Игорь Ковалев был абсолютно уверен в том, что это не его собственная мысль; он воспринял ее как не подлежащую никакому сомнению переданную ему истину, как посланное из горних сфер откровение или даже приказ, и не имел намерения искать какие-либо обоснования этого тезиса. Это невесть откуда и почему пришедшее утверждение позволило ему по-иному взглянуть на историю с Черным графом. «Я сам создал ту эпоху, Екатерину Медичи и Черного графа, – заявил он доктору Самопалову. – И себя в образе графа Романьи.
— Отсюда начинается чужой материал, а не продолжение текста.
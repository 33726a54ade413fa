//! 月度預測的週度拆解（圖表/匯出用）

use plannink_core::Projection;
use rust_decimal::Decimal;
use serde::{Deserialize, Serialize};

/// 每月拆成的週數
const WEEKS_PER_MONTH: u32 = 4;

/// 週度資料點
#[derive(Debug, Clone, Serialize, Deserialize)]
pub struct WeeklyPoint {
    /// 標籤，如 "Semana 2 ENE-2025"
    pub semana: String,

    /// 該週期末庫存
    pub stock: Decimal,

    /// 該週消耗
    pub consumo: Decimal,

    /// 再訂購點（參考線）
    pub punto_reorden: Decimal,
}

/// 由月度預測推導週度序列
///
/// 每個月固定產生 4 個點：週消耗 = 月消耗 / 4；第一週由
/// `stock_proyectado + consumo_mensual` 回推到期初，之後每週遞減，
/// 低於 0 時取 0。
pub fn derive_weekly_from_monthly(projections: &[Projection]) -> Vec<WeeklyPoint> {
    let mut points = Vec::with_capacity(projections.len() * WEEKS_PER_MONTH as usize);

    for projection in projections {
        let weekly_consumption = projection.consumo_mensual / Decimal::from(WEEKS_PER_MONTH);

        let mut stock = projection.stock_proyectado + projection.consumo_mensual;
        for week in 1..=WEEKS_PER_MONTH {
            if week > 1 {
                stock = (stock - weekly_consumption).max(Decimal::ZERO);
            }

            points.push(WeeklyPoint {
                semana: format!("Semana {week} {}", projection.mes.label()),
                stock,
                consumo: weekly_consumption,
                punto_reorden: projection.punto_reorden,
            });
        }
    }

    points
}
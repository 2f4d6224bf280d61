//! Radiometric geometry of the link gap
//!
//! The emitter and detector face each other across a short air gap. The
//! power the detector intercepts is the emitter's radiant intensity times
//! the solid angle the detector subtends, so everything downstream starts
//! from the solid-angle calculation here.

/// Solid angle subtended by an on-axis square detector
///
/// Uses the closed-form pyramid solid-angle expression for a square of side
/// `s` viewed face-on from distance `d`:
///
/// `Ω = 4·atan(s² / (2d·√(4d² + 2s²)))`
///
/// The result is monotonically decreasing in distance and increasing in
/// side length, and approaches `s²/d²` in the far field. Both arguments
/// share a unit, so any length unit works.
///
/// # Arguments
///
/// * `side_mm` - Side length of the square detector in millimeters
/// * `distance_mm` - Perpendicular distance from the source in millimeters
///
/// # Returns
///
/// The subtended solid angle in steradians
pub fn square_solid_angle_sr(side_mm: f64, distance_mm: f64) -> f64 {
    if !side_mm.is_finite() || !distance_mm.is_finite() {
        panic!("Geometry cannot contain non-finite values");
    }
    if side_mm <= 0.0 || distance_mm <= 0.0 {
        panic!(
            "Side and distance must be positive, got side {} distance {}",
            side_mm, distance_mm
        );
    }

    let s2 = side_mm * side_mm;
    let d = distance_mm;

    4.0 * (s2 / (2.0 * d * (4.0 * d * d + 2.0 * s2).sqrt())).atan()
}

/// Irradiance at the detector face
///
/// Power intercepted by the detector is `Ie·ratio·Ω`; spreading it over the
/// detector area gives the irradiance. The current ratio scales the
/// datasheet radiant intensity to the actual drive current (LED output is
/// close to linear in forward current over the operating range).
///
/// # Arguments
///
/// * `radiant_intensity_w_sr` - Datasheet radiant intensity in W/sr
/// * `current_ratio` - Drive current over datasheet test current
/// * `solid_angle_sr` - Solid angle subtended by the detector in steradians
/// * `detector_area_m2` - Detector active area in m²
///
/// # Returns
///
/// Irradiance in W/m²
pub fn irradiance_w_per_m2(
    radiant_intensity_w_sr: f64,
    current_ratio: f64,
    solid_angle_sr: f64,
    detector_area_m2: f64,
) -> f64 {
    radiant_intensity_w_sr * current_ratio * solid_angle_sr / detector_area_m2
}

/// Convert an irradiance from W/m² to mW/cm², the unit datasheets quote
pub fn w_per_m2_to_mw_per_cm2(irradiance_w_per_m2: f64) -> f64 {
    // 1 W/m² = 1000 mW / 10000 cm²
    irradiance_w_per_m2 * 0.1
}

#[cfg(test)]
mod tests {
    use super::*;
    use approx::assert_relative_eq;

    #[test]
    fn test_closed_form_value() {
        // s = 10mm, d = 10mm worked example
        let omega = square_solid_angle_sr(10.0, 10.0);

        let expected = 4.0 * (100.0f64 / (20.0 * (400.0f64 + 200.0).sqrt())).atan();
        assert_relative_eq!(omega, expected, epsilon = 1e-15);
        assert_relative_eq!(omega, 0.805433, epsilon = 1e-6);
    }

    #[test]
    fn test_scale_invariance() {
        // The same geometry expressed in different units gives the same angle
        let in_mm = square_solid_angle_sr(10.0, 10.0);
        let in_m = square_solid_angle_sr(0.01, 0.01);

        assert_relative_eq!(in_mm, in_m, epsilon = 1e-12);
    }

    #[test]
    fn test_monotonically_decreasing_in_distance() {
        let mut previous = f64::INFINITY;
        for d in [5.0, 10.0, 20.0, 40.0, 80.0, 160.0] {
            let omega = square_solid_angle_sr(10.0, d);
            assert!(
                omega < previous,
                "Expected Ω({}) = {} < {}",
                d,
                omega,
                previous
            );
            previous = omega;
        }
    }

    #[test]
    fn test_monotonically_increasing_in_side() {
        let mut previous = 0.0;
        for s in [1.0, 2.0, 5.0, 10.0, 20.0] {
            let omega = square_solid_angle_sr(s, 10.0);
            assert!(
                omega > previous,
                "Expected Ω({}) = {} > {}",
                s,
                omega,
                previous
            );
            previous = omega;
        }
    }

    #[test]
    fn test_far_field_limit() {
        // At large distance the pyramid formula collapses to s²/d²
        let omega = square_solid_angle_sr(1.0, 1000.0);
        assert_relative_eq!(omega, 1.0 / 1_000_000.0, max_relative = 1e-4);
    }

    #[test]
    fn test_hemisphere_limit() {
        // As the detector grows without bound it fills the half space (2π)
        let omega = square_solid_angle_sr(1e6, 1.0);
        assert_relative_eq!(omega, 2.0 * std::f64::consts::PI, max_relative = 1e-3);
    }

    #[test]
    fn test_worked_example_irradiance() {
        // Ie = 0.029 W/sr at ratio 1 through the 10mm/10mm geometry
        let omega = square_solid_angle_sr(10.0, 10.0);
        let irradiance = irradiance_w_per_m2(0.029, 1.0, omega, 1e-4);

        assert_relative_eq!(irradiance, 233.58, max_relative = 1e-4);
        assert_relative_eq!(
            w_per_m2_to_mw_per_cm2(irradiance),
            23.358,
            max_relative = 1e-4
        );
    }

    #[test]
    fn test_irradiance_linear_in_ratio() {
        let omega = square_solid_angle_sr(10.0, 10.0);

        let full = irradiance_w_per_m2(0.029, 1.0, omega, 1e-4);
        let half = irradiance_w_per_m2(0.029, 0.5, omega, 1e-4);

        assert_relative_eq!(full, 2.0 * half, epsilon = 1e-12);
    }
}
А создание мое вышло из-под контроля и повернулось против меня, как это часто бывает».
И доктор Самопалов пометил в рабочем дневнике: «Синдром Кандинского – Клерамбо проявляется в виде бреда воздействия». И в который раз с привычным сожалением подумал о том, что вряд ли хоть когда-нибудь возможно будет постичь до конца все лабиринты и тайники человеческой психики, представляющей собой поистине самую великую загадку бытия…
Тихий стук в дверь заставил Виктора Павловича оторваться от созерцания больничного двора, медленно погружающегося в мягкие сентябрьские сумерки.
– Да, да, войдите, – сказал он, отворачиваясь от окна.
Дверь медленно открылась и в кабинет вошел человек, который только что представлялся неясной тенью за матовым дверным стеклом. Игорь Владимирович Ковалев.
– Прощу вас, – доктор показал на кресло у низкого столика. Он никогда не беседовал с пациентами, восседая за своим рабочим столом.
Ковалев пересек кабинет, неслышно ступая домашними тапками по светло-коричневому линолеуму, сел, и доктор вслед за ним опустился в такое же глубокое мягкое кресло по другую сторону столика.
Во внешности Игоря Владимировича Ковалева не было ничего особенно примечательного: среднего роста молодой худощавый немного сутулый мужчина с коротко подстриженными темными волосами, составляющими некоторой контраст с довольно бледным лицом. Глаза у Ковалева были карие, они близоруко и слегка рассеянно смотрели на окружающее, словно мысленно Ковалев находился где-то в другом месте. Одет он был в лимонного цвета футболку с короткими рукавами и красной надписью «Елисавет-250» на груди и синие спортивные брюки, но по его угловатой фигуре нельзя было сказать, что он увлекается спортом – просто все та же больничная традиция.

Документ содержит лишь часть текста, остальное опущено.